George Rochberg (July 5, 1918 – May 29, 2005) was an American composer of contemporary classical music. Long a serial composer, Rochberg abandoned the technique after his teenage son died in 1964, saying it had proved inadequate to express his grief and was empty of expressive power. By the 1970s, Rochberg's use of tonal passages in his music had provoked controversy among critics and fellow composers. A professor at the University of Pennsylvania until 1983, Rochberg chaired its music department until 1968. He became the first Annenberg Professor of the Humanities in 1978.

==Life==
Born in Paterson, New Jersey, Rochberg attended first the Mannes College of Music, where his teachers included George Szell and Hans Weisse, then the Curtis Institute of Music, where he studied with Rosario Scalero and Gian Carlo Menotti. He served in the United States Army in the infantry during World War II. He was Jewish.

Rochberg chaired the music department at the University of Pennsylvania until 1968 and continued to teach there until 1983. In 1978, he was named the first Annenberg Professor of the Humanities.

He married Gene Rosenfeld in 1941, and had two children, Paul and Francesca. In 1964, his son died of a brain tumor.

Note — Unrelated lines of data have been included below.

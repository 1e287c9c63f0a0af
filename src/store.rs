//! Immutable in-memory record stores.
//!
//! Loaded once on startup from `main.rs` (EMBP: single gateway call per
//! dataset) and then shared read-only behind an `Arc` for the lifetime of the
//! process. Any failure here is fatal: the service does not start without its
//! data.

use std::collections::BTreeSet;
use std::io::Read;
use std::path::Path;

use serde::de::DeserializeOwned;
use serde::Serialize;

use crate::models::{
    AssessmentRecord, CategoricalField, ComplaintRecord, NumericField, RawAssessment,
    RawComplaint, Tabular,
};

// ---

/// Errors raised while loading a source table.
#[derive(Debug, thiserror::Error)]
pub enum LoadError {
    /// The source file does not exist.
    #[error("data file not found at '{0}'")]
    NotFound(String),

    /// The file could not be read or is not valid delimited text.
    #[error("CSV error: {0}")]
    Csv(#[from] csv::Error),

    /// A timestamp or year cell could not be parsed.
    #[error("row {row}: unparseable date '{value}'")]
    InvalidDate { row: usize, value: String },

    /// A numeric cell could not be coerced.
    #[error("row {row}: column {column} has non-numeric value '{value}'")]
    InvalidNumber {
        row: usize,
        column: &'static str,
        value: String,
    },
}

impl LoadError {
    // ---
    /// Classify an error from opening `path`, singling out a missing file.
    pub fn from_csv(path: &Path, err: csv::Error) -> Self {
        // ---
        if let csv::ErrorKind::Io(io) = err.kind() {
            if io.kind() == std::io::ErrorKind::NotFound {
                return Self::NotFound(path.display().to_string());
            }
        }
        Self::Csv(err)
    }
}

/// Row conversion shared by the raw CSV row types.
pub trait RawRow: DeserializeOwned {
    type Record: Tabular;

    fn convert(&self, row: usize) -> Result<Self::Record, LoadError>;
}

impl RawRow for RawComplaint {
    type Record = ComplaintRecord;

    fn convert(&self, row: usize) -> Result<ComplaintRecord, LoadError> {
        self.to_record(row)
    }
}

impl RawRow for RawAssessment {
    type Record = AssessmentRecord;

    fn convert(&self, row: usize) -> Result<AssessmentRecord, LoadError> {
        self.to_record(row)
    }
}

/// Read-only table of records, in source order.
#[derive(Debug, Clone)]
pub struct RecordStore<R> {
    records: Vec<R>,
}

pub type ComplaintStore = RecordStore<ComplaintRecord>;
pub type AssessmentStore = RecordStore<AssessmentRecord>;

impl<R: Tabular> RecordStore<R> {
    // ---
    pub fn new(records: Vec<R>) -> Self {
        Self { records }
    }

    pub fn records(&self) -> &[R] {
        &self.records
    }

    pub fn len(&self) -> usize {
        self.records.len()
    }

    pub fn is_empty(&self) -> bool {
        self.records.is_empty()
    }

    /// Values the UI offers for its dropdowns and sliders.
    pub fn filter_options(&self) -> FilterOptions {
        // ---
        let categorical = R::CATEGORICAL
            .iter()
            .map(|&field| {
                let values: BTreeSet<&str> = self
                    .records
                    .iter()
                    .filter_map(|r| r.categorical(field))
                    .filter(|v| !v.is_empty())
                    .collect();
                FieldValues {
                    field,
                    values: values.into_iter().map(str::to_string).collect(),
                }
            })
            .collect();

        let numeric = R::NUMERIC
            .iter()
            .map(|&field| {
                let (min, max) = self
                    .records
                    .iter()
                    .filter_map(|r| r.numeric(field))
                    .fold((None, None), |(lo, hi): (Option<f64>, Option<f64>), v| {
                        (
                            Some(lo.map_or(v, |lo| lo.min(v))),
                            Some(hi.map_or(v, |hi| hi.max(v))),
                        )
                    });
                FieldRange { field, min, max }
            })
            .collect();

        let years: BTreeSet<i32> = self.records.iter().map(Tabular::year).collect();
        let default_map_year = years.iter().next_back().copied();

        FilterOptions {
            categorical,
            numeric,
            years: years.into_iter().collect(),
            default_map_year,
        }
    }
}

/// Distinct values of one categorical field, sorted.
#[derive(Debug, Clone, Serialize)]
pub struct FieldValues {
    pub field: CategoricalField,
    pub values: Vec<String>,
}

/// Observed bounds of one numeric field; `None` when every value is null.
#[derive(Debug, Clone, Serialize)]
pub struct FieldRange {
    pub field: NumericField,
    pub min: Option<f64>,
    pub max: Option<f64>,
}

/// Everything the UI needs to populate its filter controls.
#[derive(Debug, Clone, Serialize)]
pub struct FilterOptions {
    pub categorical: Vec<FieldValues>,
    pub numeric: Vec<FieldRange>,
    pub years: Vec<i32>,
    /// Latest year, preselected in the map's year dropdown.
    pub default_map_year: Option<i32>,
}

// ---

/// Load the complaint table from `path`.
pub fn load_complaints(path: &Path) -> Result<ComplaintStore, LoadError> {
    load_from_path::<RawComplaint>(path)
}

/// Load the assessment table from `path`.
pub fn load_assessments(path: &Path) -> Result<AssessmentStore, LoadError> {
    load_from_path::<RawAssessment>(path)
}

fn load_from_path<T: RawRow>(path: &Path) -> Result<RecordStore<T::Record>, LoadError> {
    // ---
    let reader = csv::ReaderBuilder::new()
        .trim(csv::Trim::Headers)
        .from_path(path)
        .map_err(|e| LoadError::from_csv(path, e))?;
    let store = read_records::<T, _>(reader)?;
    tracing::info!("Loaded {} records from {}", store.len(), path.display());
    Ok(store)
}

/// Parse a store from any reader holding CSV with a header row.
pub fn from_reader<T: RawRow, Rd: Read>(input: Rd) -> Result<RecordStore<T::Record>, LoadError> {
    // ---
    let reader = csv::ReaderBuilder::new()
        .trim(csv::Trim::Headers)
        .from_reader(input);
    read_records::<T, _>(reader)
}

fn read_records<T: RawRow, Rd: Read>(
    mut reader: csv::Reader<Rd>,
) -> Result<RecordStore<T::Record>, LoadError> {
    // ---
    let mut records = Vec::new();
    for (i, row) in reader.deserialize::<T>().enumerate() {
        let raw = row?;
        records.push(raw.convert(i + 1)?);
    }
    Ok(RecordStore::new(records))
}

#[cfg(test)]
mod tests {
    // ---
    use super::*;

    const COMPLAINTS: &str = "\
ID,TEMPO,LOCAL,DESCRICAO,STATUS
1,2023-01-15 10:00:00,Recife - PE,Geladeira quebrada,Resolvido
2,2023-02-01 09:30:00,Natal - RN,Entrega atrasada demais,Não respondida
3,2024-03-20 18:45:00,São Paulo - SP,Cobrança indevida no cartão de crédito,Resolvido
";

    #[test]
    fn test_from_reader_parses_complaints() {
        // ---
        let store = from_reader::<RawComplaint, _>(COMPLAINTS.as_bytes()).unwrap();
        assert_eq!(store.len(), 3);

        let ids: Vec<_> = store.records().iter().map(|r| r.id.as_str()).collect();
        assert_eq!(ids, vec!["1", "2", "3"]);
        assert_eq!(store.records()[2].state, "SP");
        assert_eq!(store.records()[2].text_length, 6);
    }

    #[test]
    fn test_bad_date_aborts_load() {
        // ---
        let csv = "TEMPO,LOCAL,DESCRICAO,STATUS\n2023-01-01,Recife - PE,x,Resolvido\nnunca,Natal - RN,y,Resolvido\n";
        match from_reader::<RawComplaint, _>(csv.as_bytes()) {
            Err(LoadError::InvalidDate { row, .. }) => assert_eq!(row, 2),
            other => panic!("expected InvalidDate, got {other:?}"),
        }
    }

    #[test]
    fn test_missing_file_is_not_found() {
        // ---
        let err = load_complaints(Path::new("/definitely/not/here.csv")).unwrap_err();
        assert!(matches!(err, LoadError::NotFound(_)), "got {err:?}");
    }

    #[test]
    fn test_filter_options() {
        // ---
        let store = from_reader::<RawComplaint, _>(COMPLAINTS.as_bytes()).unwrap();
        let options = store.filter_options();

        let states = options
            .categorical
            .iter()
            .find(|f| f.field == CategoricalField::State)
            .unwrap();
        assert_eq!(states.values, vec!["PE", "RN", "SP"]);

        let statuses = options
            .categorical
            .iter()
            .find(|f| f.field == CategoricalField::Status)
            .unwrap();
        assert_eq!(statuses.values, vec!["Não respondida", "Resolvido"]);

        let text = &options.numeric[0];
        assert_eq!(text.field, NumericField::TextLength);
        assert_eq!((text.min, text.max), (Some(2.0), Some(6.0)));

        assert_eq!(options.years, vec![2023, 2024]);
        assert_eq!(options.default_map_year, Some(2024));
    }

    #[test]
    fn test_empty_store_options() {
        // ---
        let store = from_reader::<RawComplaint, _>("TEMPO,LOCAL,DESCRICAO,STATUS\n".as_bytes()).unwrap();
        assert!(store.is_empty());

        let options = store.filter_options();
        assert!(options.years.is_empty());
        assert_eq!(options.default_map_year, None);
        assert_eq!((options.numeric[0].min, options.numeric[0].max), (None, None));
    }
}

Rochberg died in Bryn Mawr, Pennsylvania, in 2005, aged 86. Most of his works are in the archive of the Paul Sacher Foundation in Basel, Switzerland. Some can also be found in the Music Division of the New York Public Library, the Library of Congress, Lincoln Center in New York City, the University of Pennsylvania, the Curtis Institute of Music, and the City University of New York.

==Music==

A longtime exponent of serialism, Rochberg abandoned this compositional technique upon the death of his teenage son in 1964. He said he had found serialism expressively empty and that it had proved an inadequate means for him to express his grief and rage. By the 1970s, Rochberg had become controversial for the tonal passages in his music. His use of tonality first became widely known through the String Quartet No. 3 (1972), which includes a set of variations in the style of late Beethoven. Another movement of the quartet contains passages reminiscent of Gustav Mahler. This caused critics to classify him as a neoromantic composer. He compared atonality to abstract art and tonality to concrete art and compared his artistic evolution with the painter Philip Guston's, calling "the tension between concreteness and abstraction" a fundamental issue for both of them. His music has also been described as neoconservative postmodernism

Of the works Rochberg composed early in his career, his Symphony No. 2 (1955–56) stands out as one of the most accomplished serial compositions by an American composer. He is perhaps best known for his String Quartets Nos. 3–6 (1972–78). Rochberg conceived Nos. 4–6 as a set and named them the "Concord Quartets" after the Concord String Quartet, which premiered and recorded the works. No. 6 includes a set of variations on Pachelbel's Canon in D.

A few of his works were collages of quotations from other composers. "Contra Mortem et Tempus", for example, contains passages from Pierre Boulez, Luciano Berio, Edgard Varèse and Charles Ives.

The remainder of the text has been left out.